TRY IT
Could you copy out every line of the data where the word "startup" occurs?

(Source data)
________________

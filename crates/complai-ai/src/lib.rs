//! AI inference layer: sentence embeddings for similarity search and the
//! coarse complaint classifier that feeds hybrid retrieval.

pub mod classifier;
pub mod encoder;

#[cfg(feature = "onnx")]
mod embedder;

pub use classifier::{Classifier, KeywordClassifier};
#[cfg(feature = "onnx")]
pub use embedder::{Embedder, SharedEmbedder};
pub use encoder::{EncodeError, TextEncoder};
//! ONNX Runtime embedding pipeline for sentence-transformers models.
//!
//! Produces mean-pooled, L2-normalised embeddings from all-MiniLM-L6-v2
//! (384 dimensions). The model directory must contain `model.onnx` and
//! `tokenizer.json`. The session is expensive to build, so one instance is
//! constructed at process startup and shared between jobs via
//! [`SharedEmbedder`].

use std::path::Path;
use std::sync::{Arc, Mutex, MutexGuard};

use ort::session::Session;
use ort::value::Tensor;
use tokenizers::Tokenizer;
use tracing::info;

use crate::encoder::{EncodeError, TextEncoder};

/// MiniLM's maximum sequence length; longer inputs are truncated.
const MAX_TOKENS: usize = 256;

/// Sentence embedding generator using ONNX Runtime.
pub struct Embedder {
    session: Session,
    tokenizer: Tokenizer,
    dim: usize,
}

impl Embedder {
    /// Load an embedding model from a directory containing `model.onnx` and
    /// `tokenizer.json`.
    ///
    /// Load failure is a startup-time fatal error, never a per-job one.
    pub fn load(model_dir: &Path) -> anyhow::Result<Self> {
        let model_path = model_dir.join("model.onnx");
        let tokenizer_path = model_dir.join("tokenizer.json");

        anyhow::ensure!(model_path.exists(), "model.onnx not found in {model_dir:?}");
        anyhow::ensure!(
            tokenizer_path.exists(),
            "tokenizer.json not found in {model_dir:?}"
        );

        let session = Session::builder()?.commit_from_file(&model_path)?;
        let dim = infer_dim(session.outputs()[0].dtype()).unwrap_or(384);

        let mut tokenizer = Tokenizer::from_file(&tokenizer_path)
            .map_err(|e| anyhow::anyhow!("load tokenizer: {e}"))?;
        tokenizer
            .with_truncation(Some(tokenizers::TruncationParams {
                max_length: MAX_TOKENS,
                ..Default::default()
            }))
            .map_err(|e| anyhow::anyhow!("set truncation: {e}"))?;
        tokenizer.with_padding(Some(tokenizers::PaddingParams {
            ..Default::default()
        }));

        info!(dim, model = %model_path.display(), "loaded embedding model");
        Ok(Self {
            session,
            tokenizer,
            dim,
        })
    }

    /// Embedding dimensionality (384 for all-MiniLM-L6-v2).
    pub fn dim(&self) -> usize {
        self.dim
    }

    /// Embed a single text, returning a unit-length vector.
    pub fn embed(&mut self, text: &str) -> Result<Vec<f32>, EncodeError> {
        let mut vectors = self.embed_batch(&[text])?;
        vectors.pop().ok_or_else(|| {
            EncodeError::OutputShape("model returned no embedding for input".to_string())
        })
    }

    /// Embed a batch of texts, returning one unit-length vector per input.
    pub fn embed_batch(&mut self, texts: &[&str]) -> Result<Vec<Vec<f32>>, EncodeError> {
        if texts.is_empty() {
            return Ok(vec![]);
        }

        let rows = texts.len();
        let encodings = self
            .tokenizer
            .encode_batch(texts.to_vec(), true)
            .map_err(|e| EncodeError::Tokenize(e.to_string()))?;
        let seq_len = encodings
            .iter()
            .map(|e| e.get_ids().len())
            .max()
            .unwrap_or(0);

        // Flatten token ids, attention mask and type ids into [rows, seq_len].
        let mut input_ids = vec![0i64; rows * seq_len];
        let mut attention_mask = vec![0i64; rows * seq_len];
        let mut token_type_ids = vec![0i64; rows * seq_len];
        for (row, encoding) in encodings.iter().enumerate() {
            let base = row * seq_len;
            for (col, &id) in encoding.get_ids().iter().enumerate() {
                input_ids[base + col] = i64::from(id);
            }
            for (col, &mask) in encoding.get_attention_mask().iter().enumerate() {
                attention_mask[base + col] = i64::from(mask);
            }
            for (col, &tid) in encoding.get_type_ids().iter().enumerate() {
                token_type_ids[base + col] = i64::from(tid);
            }
        }

        let shape = [rows as i64, seq_len as i64];
        let ids_tensor = Tensor::from_array((shape, input_ids.into_boxed_slice()))?;
        let mask_tensor = Tensor::from_array((shape, attention_mask.clone().into_boxed_slice()))?;
        let type_tensor = Tensor::from_array((shape, token_type_ids.into_boxed_slice()))?;

        let outputs = self.session.run(ort::inputs![
            "input_ids" => ids_tensor,
            "attention_mask" => mask_tensor,
            "token_type_ids" => type_tensor,
        ])?;

        // Token embeddings come back as [rows, seq_len, dim].
        let (output_shape, output_data) = outputs[0].try_extract_tensor::<f32>()?;
        let dims: &[i64] = output_shape;
        if dims.len() != 3 || dims[0] as usize != rows || dims[2] as usize != self.dim {
            return Err(EncodeError::OutputShape(format!(
                "got {dims:?}, expected [{rows}, {seq_len}, {}]",
                self.dim
            )));
        }
        let out_seq_len = dims[1] as usize;

        let mut vectors = Vec::with_capacity(rows);
        for row in 0..rows {
            vectors.push(mean_pool(
                output_data,
                &attention_mask[row * seq_len..row * seq_len + out_seq_len],
                row,
                out_seq_len,
                self.dim,
            ));
        }
        Ok(vectors)
    }
}

/// Attention-masked mean pooling over one row of token embeddings, followed
/// by L2 normalisation.
fn mean_pool(
    token_embeddings: &[f32],
    attention_mask: &[i64],
    row: usize,
    seq_len: usize,
    dim: usize,
) -> Vec<f32> {
    let mut pooled = vec![0.0f32; dim];
    let mut token_count = 0.0f32;

    for (col, &mask) in attention_mask.iter().enumerate().take(seq_len) {
        if mask == 0 {
            continue;
        }
        let start = (row * seq_len + col) * dim;
        for (acc, &val) in pooled.iter_mut().zip(&token_embeddings[start..start + dim]) {
            *acc += val;
        }
        token_count += 1.0;
    }

    if token_count > 0.0 {
        for v in &mut pooled {
            *v /= token_count;
        }
    }
    l2_normalize(&mut pooled);
    pooled
}

/// L2-normalize a vector in place.
fn l2_normalize(v: &mut [f32]) {
    let norm: f32 = v.iter().map(|x| x * x).sum::<f32>().sqrt();
    if norm > 0.0 {
        for x in v.iter_mut() {
            *x /= norm;
        }
    }
}

/// Infer the embedding dimension from the ONNX model output type.
fn infer_dim(output_type: &ort::value::ValueType) -> Option<usize> {
    match output_type {
        ort::value::ValueType::Tensor { shape, .. } => shape
            .last()
            .and_then(|&d| if d > 0 { Some(d as usize) } else { None }),
        _ => None,
    }
}

/// Process-wide shared embedder.
///
/// ort sessions need `&mut self` to run, so concurrent jobs serialise their
/// encode calls through a mutex around the single loaded instance.
#[derive(Clone)]
pub struct SharedEmbedder {
    inner: Arc<Mutex<Embedder>>,
    dim: usize,
}

impl SharedEmbedder {
    pub fn new(embedder: Embedder) -> Self {
        let dim = embedder.dim();
        Self {
            inner: Arc::new(Mutex::new(embedder)),
            dim,
        }
    }

    fn lock(&self) -> Result<MutexGuard<'_, Embedder>, EncodeError> {
        self.inner
            .lock()
            .map_err(|_| EncodeError::Other("embedder mutex poisoned".to_string()))
    }
}

impl TextEncoder for SharedEmbedder {
    fn encode(&self, text: &str) -> Result<Vec<f32>, EncodeError> {
        self.lock()?.embed(text)
    }

    fn dim(&self) -> usize {
        self.dim
    }
}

________________

ANSWER TO THIS TASK
//! constructed at process startup and shared between jobs via
    /// Load failure is a startup-time fatal error, never a per-job one.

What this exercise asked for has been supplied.